Fashion victims keep the GDP healthy, but they are rather sad aren't they?


----------



## BondandBigM (Apr 4, 2007)

Stan said:


> Fashion victims keep the GDP healthy, but they are rather sad aren't they?


Somebody has to buy the stuff

:lol: :lol:


----------



## blackandgolduk (Apr 25, 2005)

jaslfc5 said:


> i watch alot of tv i love it pay enough for the frickin thing so got to get my moneys worth.
> 
> favorites / apprentice- just for the absolute spanners they get in on it.
> 
> ...


This has had me in stitches - the man has a brilliant grip on the craft. I remember Fist of Fun from when I was getting into comedy and I'm so glad that the BBC has the bottle to run this series...

"I know some of you have a few misgivings about this joke... but I kept it in because I was told I could sell it to Frankie Boyle..." - awesome stuff!


----------



## jaslfc5 (Jan 2, 2007)

blackandgolduk said:


> jaslfc5 said:
> 
> 
> > i watch alot of tv i love it pay enough for the frickin thing so got to get my moneys worth.
> ...


his delivery is unbelievable isnt it .fist of fun was briliant and ive been a fan since the radio shows before that. you have to see the 41st best comedian in britain gig the joke about tom o connor goes on for about 20 minutes but is the funniest thing ive seen in a long time.

if you like jokes about garlic bread or things you remember when you was a kid you wont like him.if you enjoy a clever intelligent comedian then he is the best.


----------



## ian1 (May 14, 2011)

jaslfc5 said:


> blackandgolduk said:
> 
> 
> > jaslfc5 said:
> ...


I can't stand frankie boyle, its sad when you have to tell a sick joke about the disabled son of Katie Price to raise a laugh :furious:


----------



## jimbo1 (May 1, 2011)

Still think the best sitcom on tele at the moment is the only way is essex. That joey essex is an absolute star!! the super-stupid routine he does deserves an award!!


----------



## ian1 (May 14, 2011)

jimbo1 said:


> Still think the best sitcom on tele at the moment is the only way is essex. That joey essex is an absolute star!! the super-stupid routine he does deserves an award!!

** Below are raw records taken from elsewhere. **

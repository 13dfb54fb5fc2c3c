//! # Range Partitioning
//!
//! Deterministic, non-overlapping partitioning of an ordered collection
//! across a fixed pool of workers. The batch size is the floor of
//! `collection_size / worker_count`; every partition but the last gets
//! exactly that many records, and the last partition absorbs the
//! truncation remainder so the union covers the whole collection.
//!
//! The remainder absorption is intentional and load-uneven. Downstream
//! shard naming and record counts depend on it, so it must not be
//! "fixed" to a more even distribution.

use serde::{Deserialize, Serialize};

use crate::error::{Result, ShardmillError};

/// One contiguous, order-preserving slice of a collection, owned by
/// exactly one worker.
///
/// For partitions sorted by index: `skip(0) == 0`,
/// `skip(i+1) == skip(i) + limit(i)`, and the final partition ends at
/// `collection_size`.
#[derive(Debug, Clone, Copy, PartialEq, Eq, Serialize, Deserialize)]
pub struct Partition {
    /// Position of this partition in `[0, worker_count)`.
    pub index: usize,
    /// Number of records to skip before this partition's window.
    pub skip: u64,
    /// Number of records in this partition's window.
    pub limit: u64,
}

/// Split `collection_size` records into `worker_count` disjoint,
/// contiguous partitions.
///
/// When `collection_size < worker_count` every partition but the last
/// is empty and the last takes the entire collection. This degenerate
/// shape is a real corner, not an error.
pub fn partition_collection(collection_size: u64, worker_count: usize) -> Result<Vec<Partition>> {
    if worker_count == 0 {
        return Err(ShardmillError::configuration(
            "worker_count must be at least 1",
        ));
    }

    let batch_size = collection_size / worker_count as u64;
    let mut partitions = Vec::with_capacity(worker_count);

    for index in 0..worker_count {
        let skip = index as u64 * batch_size;
        let limit = if index == worker_count - 1 {
            // Last partition absorbs the floor-division remainder.
            collection_size - skip
        } else {
            batch_size
        };
        partitions.push(Partition { index, skip, limit });
    }

    Ok(partitions)
}

#[cfg(test)]
mod tests {
    use super::*;

    #[test]
    fn test_ten_records_three_workers() {
        let partitions = partition_collection(10, 3).unwrap();
        assert_eq!(
            partitions,
            vec![
                Partition {
                    index: 0,
                    skip: 0,
                    limit: 3
                },
                Partition {
                    index: 1,
                    skip: 3,
                    limit: 3
                },
                Partition {
                    index: 2,
                    skip: 6,
                    limit: 4
                },
            ]
        );
    }

    #[test]
    fn test_fewer_records_than_workers() {
        // batch_size = 2 // 5 = 0, so every skip is 0; the last
        // partition covers both records.
        let partitions = partition_collection(2, 5).unwrap();
        assert_eq!(partitions.len(), 5);
        for partition in &partitions[..4] {
            assert_eq!(partition.skip, 0);
            assert_eq!(partition.limit, 0);
        }
        assert_eq!(partitions[4].skip, 0);
        assert_eq!(partitions[4].limit, 2);
    }

    #[test]
    fn test_single_worker_takes_everything() {
        let partitions = partition_collection(42, 1).unwrap();
        assert_eq!(
            partitions,
            vec![Partition {
                index: 0,
                skip: 0,
                limit: 42
            }]
        );
    }

    #[test]
    fn test_empty_collection() {
        let partitions = partition_collection(0, 3).unwrap();
        assert!(partitions.iter().all(|p| p.limit == 0));
    }

    #[test]
    fn test_zero_workers_is_configuration_error() {
        assert!(matches!(
            partition_collection(10, 0),
            Err(ShardmillError::Configuration { .. })
        ));
    }

    #[test]
    fn test_partitions_cover_collection_exactly() {
        for (size, workers) in [(0u64, 1usize), (1, 1), (7, 3), (100, 7), (3, 8), (1000, 1)] {
            let partitions = partition_collection(size, workers).unwrap();
            assert_eq!(partitions.len(), workers);
            assert_eq!(partitions[0].skip, 0);
            for pair in partitions.windows(2) {
                assert_eq!(pair[1].skip, pair[0].skip + pair[0].limit);
            }
            let total: u64 = partitions.iter().map(|p| p.limit).sum();
            assert_eq!(total, size);
        }
    }
}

Its brilliant, my favoutite one is Amy,she's funny, and the other one thats had her lips done, shes a model i think, she's boss


----------



## jimbo1 (May 1, 2011)

...and to think some people truely believe it's reality TV. I ask you, there's nowt real about some of them tumblers :naughty:


----------



## ian1 (May 14, 2011)

jimbo1 said:


> ...and to think some people truely believe it's reality TV. I ask you, there's nowt real about some of them tumblers :naughty:


i thought it was real until joey essex came in, have you seen his barnet?? well laquered hahaha sooo not real hehehe


----------



## ian1 (May 14, 2011)

I cant believe it!! tonight is the last episode of what kerry did next, I hope they make a new series soon :thumbup:


----------



## mrteatime (Oct 25, 2006)

the professionals

CI5

:bag:


----------



## BondandBigM (Apr 4, 2007)

mrteatime said:


> the professionals


Wimps compared to these guys

:lol: :lol:


----------



## mrteatime (Oct 25, 2006)

BondandBigM said:


> mrteatime said:
> 
> 
> > the professionals
> ...


a little bit before my time bond  swaeome all the same though.....

god bless ITV3 :thumbsup:


----------



## William_Wilson (May 21, 2007)

BondandBigM said:


> mrteatime said:
> 
> 
> > the professionals
> ...


Man, i loved that programme. Do you remember the episode where Regan is in bed with a German and has her wear a WWII German helmet? :lol:

Later,

William


----------